— ABOUT THIS EXERCISE —
Each line below that includes the word "LayerSpec" is to be reported.

*** SUPPLIED RECORDS Section Begins ***

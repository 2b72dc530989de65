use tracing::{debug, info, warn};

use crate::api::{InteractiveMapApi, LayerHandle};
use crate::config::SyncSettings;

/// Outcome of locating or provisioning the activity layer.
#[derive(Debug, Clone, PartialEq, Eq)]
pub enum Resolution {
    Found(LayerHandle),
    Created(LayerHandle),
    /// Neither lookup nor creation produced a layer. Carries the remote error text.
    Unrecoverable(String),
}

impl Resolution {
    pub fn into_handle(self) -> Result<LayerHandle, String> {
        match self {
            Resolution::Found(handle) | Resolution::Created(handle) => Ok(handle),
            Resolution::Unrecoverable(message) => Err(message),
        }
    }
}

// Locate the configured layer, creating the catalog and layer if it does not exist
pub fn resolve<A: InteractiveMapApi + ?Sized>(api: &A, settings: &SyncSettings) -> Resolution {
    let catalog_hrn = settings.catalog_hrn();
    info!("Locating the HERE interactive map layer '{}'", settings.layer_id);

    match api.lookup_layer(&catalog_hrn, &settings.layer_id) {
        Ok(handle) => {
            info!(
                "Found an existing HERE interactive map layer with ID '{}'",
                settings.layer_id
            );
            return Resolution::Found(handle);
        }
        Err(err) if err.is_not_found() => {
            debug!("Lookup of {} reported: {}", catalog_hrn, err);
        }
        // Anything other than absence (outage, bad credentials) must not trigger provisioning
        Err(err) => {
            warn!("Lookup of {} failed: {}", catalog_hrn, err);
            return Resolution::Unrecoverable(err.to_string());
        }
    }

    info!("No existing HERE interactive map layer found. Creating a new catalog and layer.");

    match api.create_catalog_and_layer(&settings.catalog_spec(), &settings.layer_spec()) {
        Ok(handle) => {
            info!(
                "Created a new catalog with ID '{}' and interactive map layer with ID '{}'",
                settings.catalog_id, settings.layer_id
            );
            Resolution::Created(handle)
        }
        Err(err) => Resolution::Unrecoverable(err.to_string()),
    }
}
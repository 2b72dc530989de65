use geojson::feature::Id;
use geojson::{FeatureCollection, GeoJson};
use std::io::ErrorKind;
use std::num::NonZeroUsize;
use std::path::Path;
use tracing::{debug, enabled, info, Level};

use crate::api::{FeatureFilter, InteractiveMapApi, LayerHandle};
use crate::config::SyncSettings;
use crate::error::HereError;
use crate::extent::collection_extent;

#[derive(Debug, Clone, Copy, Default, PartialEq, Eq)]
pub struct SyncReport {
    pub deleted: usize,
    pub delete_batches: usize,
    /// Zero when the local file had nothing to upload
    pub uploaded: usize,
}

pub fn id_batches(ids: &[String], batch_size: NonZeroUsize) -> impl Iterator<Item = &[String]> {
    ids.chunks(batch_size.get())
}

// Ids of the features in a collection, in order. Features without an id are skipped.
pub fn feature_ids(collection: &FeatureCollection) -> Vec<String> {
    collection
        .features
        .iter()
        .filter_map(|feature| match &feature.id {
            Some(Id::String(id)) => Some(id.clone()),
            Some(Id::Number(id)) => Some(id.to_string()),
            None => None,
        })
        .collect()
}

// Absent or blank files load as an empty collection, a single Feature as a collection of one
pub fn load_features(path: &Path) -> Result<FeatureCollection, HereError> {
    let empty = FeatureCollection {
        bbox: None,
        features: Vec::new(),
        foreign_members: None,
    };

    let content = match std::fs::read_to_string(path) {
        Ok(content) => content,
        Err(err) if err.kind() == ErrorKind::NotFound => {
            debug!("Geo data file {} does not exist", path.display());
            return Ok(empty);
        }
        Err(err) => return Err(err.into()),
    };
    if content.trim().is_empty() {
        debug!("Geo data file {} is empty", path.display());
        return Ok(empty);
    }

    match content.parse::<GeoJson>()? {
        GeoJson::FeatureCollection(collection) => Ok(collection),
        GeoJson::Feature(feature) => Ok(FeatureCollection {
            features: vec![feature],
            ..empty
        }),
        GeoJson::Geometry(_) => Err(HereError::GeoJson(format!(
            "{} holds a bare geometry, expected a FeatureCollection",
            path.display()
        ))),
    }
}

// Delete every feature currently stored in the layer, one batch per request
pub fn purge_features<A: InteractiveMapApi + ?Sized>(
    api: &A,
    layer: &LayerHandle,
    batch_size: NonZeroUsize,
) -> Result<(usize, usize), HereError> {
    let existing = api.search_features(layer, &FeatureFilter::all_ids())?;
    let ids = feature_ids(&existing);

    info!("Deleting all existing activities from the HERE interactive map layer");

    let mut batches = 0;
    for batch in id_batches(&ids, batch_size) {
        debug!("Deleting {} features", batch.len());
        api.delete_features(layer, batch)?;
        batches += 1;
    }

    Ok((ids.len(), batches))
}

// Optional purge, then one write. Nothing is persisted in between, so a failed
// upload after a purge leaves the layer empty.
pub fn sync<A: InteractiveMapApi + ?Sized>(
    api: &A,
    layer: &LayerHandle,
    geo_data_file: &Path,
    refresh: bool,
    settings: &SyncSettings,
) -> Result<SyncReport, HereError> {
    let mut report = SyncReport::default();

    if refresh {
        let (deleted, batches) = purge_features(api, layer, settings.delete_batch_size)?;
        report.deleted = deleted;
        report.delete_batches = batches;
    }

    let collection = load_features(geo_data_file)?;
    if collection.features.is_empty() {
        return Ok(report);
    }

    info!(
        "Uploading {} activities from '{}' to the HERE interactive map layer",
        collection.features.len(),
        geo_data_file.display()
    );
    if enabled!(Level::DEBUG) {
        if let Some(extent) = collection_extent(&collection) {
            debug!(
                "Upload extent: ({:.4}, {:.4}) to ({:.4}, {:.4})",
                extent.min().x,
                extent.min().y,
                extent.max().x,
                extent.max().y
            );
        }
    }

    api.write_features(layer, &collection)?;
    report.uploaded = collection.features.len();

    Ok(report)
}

*** SUPPLIED RECORDS Section Ends ***
*** SUPPLIED RECORDS Section Begins ***

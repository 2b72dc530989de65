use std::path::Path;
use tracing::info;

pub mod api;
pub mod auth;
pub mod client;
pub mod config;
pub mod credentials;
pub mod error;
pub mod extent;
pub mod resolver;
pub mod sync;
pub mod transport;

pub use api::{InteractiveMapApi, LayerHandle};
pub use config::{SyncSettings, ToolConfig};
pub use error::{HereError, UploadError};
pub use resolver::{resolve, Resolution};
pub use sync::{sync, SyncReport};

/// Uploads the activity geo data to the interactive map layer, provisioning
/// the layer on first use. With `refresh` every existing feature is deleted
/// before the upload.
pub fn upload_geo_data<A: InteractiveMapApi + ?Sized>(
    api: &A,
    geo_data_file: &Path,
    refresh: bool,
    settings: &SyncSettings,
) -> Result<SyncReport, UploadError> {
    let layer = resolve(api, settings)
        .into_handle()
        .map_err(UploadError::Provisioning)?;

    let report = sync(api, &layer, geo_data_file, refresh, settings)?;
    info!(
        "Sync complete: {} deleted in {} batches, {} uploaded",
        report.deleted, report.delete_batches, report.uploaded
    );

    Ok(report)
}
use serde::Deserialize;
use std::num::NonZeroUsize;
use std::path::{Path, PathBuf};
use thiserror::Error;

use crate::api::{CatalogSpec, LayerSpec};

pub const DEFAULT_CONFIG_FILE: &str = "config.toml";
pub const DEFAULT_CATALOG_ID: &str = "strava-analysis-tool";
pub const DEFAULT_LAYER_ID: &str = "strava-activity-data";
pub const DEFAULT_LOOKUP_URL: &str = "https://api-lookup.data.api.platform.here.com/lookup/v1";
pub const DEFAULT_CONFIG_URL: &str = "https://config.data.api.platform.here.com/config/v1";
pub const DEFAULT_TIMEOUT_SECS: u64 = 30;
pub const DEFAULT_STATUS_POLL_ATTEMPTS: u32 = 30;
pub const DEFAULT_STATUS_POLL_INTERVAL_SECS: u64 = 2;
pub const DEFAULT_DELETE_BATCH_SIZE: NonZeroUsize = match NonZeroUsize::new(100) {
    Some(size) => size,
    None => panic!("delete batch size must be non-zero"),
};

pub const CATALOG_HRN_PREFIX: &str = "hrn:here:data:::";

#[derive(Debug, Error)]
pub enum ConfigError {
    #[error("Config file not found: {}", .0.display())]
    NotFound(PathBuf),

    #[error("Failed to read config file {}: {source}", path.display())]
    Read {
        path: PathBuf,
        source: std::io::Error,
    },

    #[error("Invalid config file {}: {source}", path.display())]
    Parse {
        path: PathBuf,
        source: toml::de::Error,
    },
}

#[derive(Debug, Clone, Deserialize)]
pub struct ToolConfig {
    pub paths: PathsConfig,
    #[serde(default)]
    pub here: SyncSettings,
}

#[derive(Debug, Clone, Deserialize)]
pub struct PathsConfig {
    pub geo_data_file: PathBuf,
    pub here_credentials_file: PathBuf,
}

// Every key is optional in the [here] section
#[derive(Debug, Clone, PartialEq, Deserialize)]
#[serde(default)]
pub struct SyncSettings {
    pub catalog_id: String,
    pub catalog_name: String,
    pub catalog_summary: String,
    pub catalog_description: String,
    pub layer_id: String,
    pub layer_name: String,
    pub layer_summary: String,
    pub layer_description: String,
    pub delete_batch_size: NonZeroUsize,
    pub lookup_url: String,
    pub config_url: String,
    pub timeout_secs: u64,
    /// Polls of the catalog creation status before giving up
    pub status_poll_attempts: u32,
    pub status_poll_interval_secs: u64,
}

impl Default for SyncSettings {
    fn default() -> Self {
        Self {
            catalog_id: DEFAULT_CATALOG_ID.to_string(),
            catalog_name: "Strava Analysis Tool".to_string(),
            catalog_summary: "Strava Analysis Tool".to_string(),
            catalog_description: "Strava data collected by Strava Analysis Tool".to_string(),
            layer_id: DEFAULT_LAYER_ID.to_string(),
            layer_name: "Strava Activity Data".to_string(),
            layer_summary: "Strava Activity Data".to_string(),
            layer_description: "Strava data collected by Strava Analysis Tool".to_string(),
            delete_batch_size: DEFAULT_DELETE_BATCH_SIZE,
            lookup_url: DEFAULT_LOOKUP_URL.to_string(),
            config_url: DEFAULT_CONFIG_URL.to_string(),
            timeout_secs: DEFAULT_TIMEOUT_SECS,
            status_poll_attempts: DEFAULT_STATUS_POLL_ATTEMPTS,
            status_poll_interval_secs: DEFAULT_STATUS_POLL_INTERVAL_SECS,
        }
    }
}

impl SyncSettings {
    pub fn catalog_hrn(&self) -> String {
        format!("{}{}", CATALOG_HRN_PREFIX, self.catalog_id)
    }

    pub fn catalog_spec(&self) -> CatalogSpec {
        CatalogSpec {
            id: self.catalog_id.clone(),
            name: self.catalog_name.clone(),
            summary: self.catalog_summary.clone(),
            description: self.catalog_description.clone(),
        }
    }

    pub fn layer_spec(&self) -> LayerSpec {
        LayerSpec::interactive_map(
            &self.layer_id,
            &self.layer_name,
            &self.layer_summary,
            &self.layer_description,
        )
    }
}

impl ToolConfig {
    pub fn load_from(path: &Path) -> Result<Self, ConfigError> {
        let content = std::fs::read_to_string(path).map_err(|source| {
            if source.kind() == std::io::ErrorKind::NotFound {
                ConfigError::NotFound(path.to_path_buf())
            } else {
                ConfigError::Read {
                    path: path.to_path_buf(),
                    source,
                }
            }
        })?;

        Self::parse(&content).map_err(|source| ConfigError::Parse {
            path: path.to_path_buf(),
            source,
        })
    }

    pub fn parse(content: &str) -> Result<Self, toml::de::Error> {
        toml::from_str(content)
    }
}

*** SUPPLIED RECORDS Section Ends ***
*** SUPPLIED RECORDS Section Begins ***

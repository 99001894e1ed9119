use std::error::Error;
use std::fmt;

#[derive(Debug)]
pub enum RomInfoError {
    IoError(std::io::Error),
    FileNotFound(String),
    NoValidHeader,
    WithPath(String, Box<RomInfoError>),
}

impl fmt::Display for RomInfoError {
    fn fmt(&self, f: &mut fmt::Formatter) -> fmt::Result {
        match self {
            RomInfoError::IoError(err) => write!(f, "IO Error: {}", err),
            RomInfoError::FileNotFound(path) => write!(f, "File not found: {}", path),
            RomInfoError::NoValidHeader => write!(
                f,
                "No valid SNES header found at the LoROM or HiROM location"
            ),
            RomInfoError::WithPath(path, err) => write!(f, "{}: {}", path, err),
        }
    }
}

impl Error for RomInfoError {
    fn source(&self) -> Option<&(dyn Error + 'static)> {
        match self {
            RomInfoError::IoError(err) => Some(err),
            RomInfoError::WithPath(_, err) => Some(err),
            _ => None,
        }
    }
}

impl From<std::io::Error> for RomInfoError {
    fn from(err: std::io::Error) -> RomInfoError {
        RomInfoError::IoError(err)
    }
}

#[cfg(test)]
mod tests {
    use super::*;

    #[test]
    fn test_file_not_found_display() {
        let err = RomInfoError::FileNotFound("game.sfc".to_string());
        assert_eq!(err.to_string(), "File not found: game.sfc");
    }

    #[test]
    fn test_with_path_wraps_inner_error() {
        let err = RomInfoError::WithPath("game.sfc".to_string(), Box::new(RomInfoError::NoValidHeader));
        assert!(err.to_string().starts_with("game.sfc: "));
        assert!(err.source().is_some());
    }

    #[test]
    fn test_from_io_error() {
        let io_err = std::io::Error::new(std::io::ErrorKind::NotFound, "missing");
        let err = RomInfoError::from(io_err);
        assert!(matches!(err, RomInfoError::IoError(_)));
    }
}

*** SUPPLIED RECORDS Section Ends ***

— OUTPUT OF THE EXERCISE —
use crate::api::{CatalogSpec, LayerSpec};
    pub fn layer_spec(&self) -> LayerSpec {
        LayerSpec::interactive_map(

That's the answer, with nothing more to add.